IC/BPS affects men and women of all cultures, socioeconomic backgrounds, and ages. Although the disease was previously believed to be a condition of menopausal women, growing numbers of men and women are being diagnosed in their twenties and younger. IC/BPS is not a rare condition.[50] Early research suggested that IC/BPS prevalence ranged from 1 in 100,000 to 5.1 in 1,000 of the general population. In recent years, the scientific community has achieved a much deeper understanding of the epidemiology of interstitial cystitis. Recent studies[51][52] have revealed that between 2.7 and 6.53 million women in the USA have symptoms of IC and up to 12% of women may have early symptoms of IC/BPS. Further study has estimated that the condition is far more prevalent in men than previously thought ranging from 1.8 to 4.2 million men having symptoms of interstitial cystitis.

History[edit]

Philadelphia surgeon Joseph Parrish published the earliest record of interstitial cystitis in 1836 describing three cases of severe lower urinary tract symptoms without the presence of a bladder stone.[4] The term "interstitial cystitis" was coined by Dr. Alexander Skene in 1887 to describe the disease.[11] In 2002, the United States amended the Social Security Act to include interstitial cystitis as a disability. The first guideline for diagnosis and treatment of interstitial cystitis is released by a Japanese research team in 2009.[53] The American Urological Association released the first American clinical practice guideline for diagnosing and treating IC/BPS in 2011.

Characterization[edit]

Originally called interstitial cystitis, this disorder was renamed to interstitial cystitis/bladder pain syndrome in the 2002–2010 timeframe. In 2007, the National Institute of Diabetes and Digestive and Kidney Diseases (NIDDK) began using the umbrella term Urologic Chronic Pelvic Pain Syndromes (UCPPS) to refer to pain syndromes associated with the bladder (i.e., interstitial cystitis/bladder pain syndrome, IC/BPS) and the prostate gland (i.e., Chronic prostatitis/chronic pelvic pain syndrome).[54]
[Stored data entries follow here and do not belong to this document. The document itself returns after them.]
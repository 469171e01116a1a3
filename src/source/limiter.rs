//! Token bucket admission control.

use std::{
    sync::{Mutex, PoisonError},
    time::Duration,
};

use tokio::time::Instant;
use tokio_util::sync::CancellationToken;
use tracing::trace;

use crate::error::Error;

const NANOS_PER_SEC: u64 = 1_000_000_000;

/// Token bucket parameters: up to `capacity` tokens, one token added every
/// `refill_interval`.
#[derive(Clone, Copy, Debug, PartialEq, Eq)]
pub struct RateBudget {
    capacity: u32,
    refill_interval: Duration,
}

impl RateBudget {
    /// Capacity and interval are clamped to at least one token and one
    /// nanosecond respectively.
    pub fn new(capacity: u32, refill_interval: Duration) -> Self {
        Self {
            capacity: capacity.max(1),
            refill_interval: refill_interval.max(Duration::from_nanos(1)),
        }
    }

    /// Budget admitting at most `requests` calls in any one-second window.
    ///
    /// Admissions are spaced evenly instead of allowing a burst, the interval
    /// is rounded up so `requests` intervals never add up to less than a
    /// second.
    pub fn per_second(requests: u32) -> Self {
        let requests = u64::from(requests.max(1));
        Self::new(1, Duration::from_nanos(NANOS_PER_SEC.div_ceil(requests)))
    }

    pub fn capacity(&self) -> u32 {
        self.capacity
    }

    pub fn refill_interval(&self) -> Duration {
        self.refill_interval
    }
}

#[derive(Debug)]
struct Bucket {
    tokens: u32,
    last_refill: Instant,
}

impl Bucket {
    fn refill(&mut self, budget: &RateBudget, now: Instant) {
        if self.tokens >= budget.capacity {
            self.last_refill = now;
            return;
        }
        let elapsed = now.saturating_duration_since(self.last_refill);
        let earned = elapsed.as_nanos() / budget.refill_interval.as_nanos();
        if earned == 0 {
            return;
        }
        let earned = u32::try_from(earned).unwrap_or(u32::MAX);
        self.tokens = self.tokens.saturating_add(earned).min(budget.capacity);
        if self.tokens == budget.capacity {
            self.last_refill = now;
        } else {
            // earned < capacity here, the multiplication can not overflow
            self.last_refill += budget.refill_interval * earned;
        }
    }
}

/// Token bucket shared by all calls of one client.
///
/// The bucket starts full. Time is read through [`tokio::time`], so a
/// paused test runtime drives it deterministically.
#[derive(Debug)]
pub struct RateLimiter {
    budget: RateBudget,
    bucket: Mutex<Bucket>,
}

impl RateLimiter {
    pub fn new(budget: RateBudget) -> Self {
        Self {
            budget,
            bucket: Mutex::new(Bucket {
                tokens: budget.capacity,
                last_refill: Instant::now(),
            }),
        }
    }

    pub fn per_second(requests: u32) -> Self {
        Self::new(RateBudget::per_second(requests))
    }

    pub fn budget(&self) -> RateBudget {
        self.budget
    }

    /// Tokens currently available.
    pub fn available(&self) -> u32 {
        let mut bucket = self.bucket.lock().unwrap_or_else(PoisonError::into_inner);
        bucket.refill(&self.budget, Instant::now());
        bucket.tokens
    }

    /// Takes a token if one is available, otherwise returns the time until
    /// the next one is due.
    pub fn try_acquire(&self) -> Result<(), Duration> {
        let now = Instant::now();
        let mut bucket = self.bucket.lock().unwrap_or_else(PoisonError::into_inner);
        bucket.refill(&self.budget, now);
        if bucket.tokens > 0 {
            bucket.tokens -= 1;
            return Ok(());
        }
        let since_refill = now.saturating_duration_since(bucket.last_refill);
        Err(self.budget.refill_interval.saturating_sub(since_refill))
    }

    /// Waits for a token.
    ///
    /// Fails with [`Error::Cancelled`] without consuming a token once the
    /// cancellation token fires.
    pub async fn acquire(&self, token: &CancellationToken) -> Result<(), Error> {
        loop {
            if token.is_cancelled() {
                return Err(Error::Cancelled);
            }
            let wait = match self.try_acquire() {
                Ok(()) => return Ok(()),
                Err(wait) => wait,
            };
            trace!(?wait, "waiting for rate limit token");
            tokio::select! {
                biased;
                _ = token.cancelled() => return Err(Error::Cancelled),
                _ = tokio::time::sleep(wait) => {}
            }
        }
    }
}

#[cfg(test)]
mod tests {
    use tokio_test::{assert_err, assert_ok};

    use super::*;

    #[test]
    fn test_per_second_interval_rounds_up() {
        assert_eq!(
            RateBudget::per_second(3).refill_interval(),
            Duration::from_nanos(333_333_334)
        );
        assert_eq!(RateBudget::per_second(0), RateBudget::per_second(1));
        assert_eq!(RateBudget::per_second(15).capacity(), 1);
    }

    #[tokio::test(start_paused = true)]
    async fn test_no_more_than_n_per_rolling_second() {
        const RATE: usize = 5;
        let limiter = RateLimiter::per_second(RATE as u32);
        let token = CancellationToken::new();

        let mut admitted = Vec::new();
        for _ in 0..RATE * 4 {
            assert_ok!(limiter.acquire(&token).await);
            admitted.push(Instant::now());
        }

        for window in admitted.windows(RATE + 1) {
            let span = window[RATE] - window[0];
            assert!(span >= Duration::from_secs(1), "{} admissions in {span:?}", RATE + 1);
        }
    }

    #[tokio::test(start_paused = true)]
    async fn test_burst_capacity() {
        let limiter = RateLimiter::new(RateBudget::new(3, Duration::from_millis(100)));
        let start = Instant::now();

        assert_ok!(limiter.try_acquire());
        assert_ok!(limiter.try_acquire());
        assert_ok!(limiter.try_acquire());
        assert_eq!(limiter.available(), 0);
        assert_eq!(assert_err!(limiter.try_acquire()), Duration::from_millis(100));

        tokio::time::advance(Duration::from_millis(250)).await;
        assert_eq!(limiter.available(), 2);
        assert_ok!(limiter.try_acquire());
        assert_ok!(limiter.try_acquire());
        assert_eq!(assert_err!(limiter.try_acquire()), Duration::from_millis(50));

        tokio::time::advance(Duration::from_secs(10)).await;
        assert_eq!(limiter.available(), 3);
        assert!(Instant::now() - start >= Duration::from_secs(10));
    }

    #[tokio::test(start_paused = true)]
    async fn test_acquire_cancelled() {
        let limiter = RateLimiter::per_second(1);
        let token = CancellationToken::new();
        assert_ok!(limiter.acquire(&token).await);

        let cancel = token.clone();
        tokio::spawn(async move {
            tokio::time::sleep(Duration::from_millis(100)).await;
            cancel.cancel();
        });

        assert!(matches!(limiter.acquire(&token).await, Err(Error::Cancelled)));
        // no token was granted on cancellation
        tokio::time::advance(Duration::from_secs(1)).await;
        assert_eq!(limiter.available(), 1);
    }

    #[tokio::test]
    async fn test_acquire_fails_when_already_cancelled() {
        let limiter = RateLimiter::per_second(10);
        let token = CancellationToken::new();
        token.cancel();

        assert!(matches!(limiter.acquire(&token).await, Err(Error::Cancelled)));
        assert_eq!(limiter.available(), 1);
    }
}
In 2008, terms currently in use in addition to IC/BPS include painful bladder syndrome, bladder pain syndrome and hypersensitive bladder syndrome, alone and in a variety of combinations. These different terms are being used in different parts of the world. The term "interstitial cystitis" is the primary term used in ICD-10 and MeSH. The condition is officially recognized as a disability in the United States.[7][55]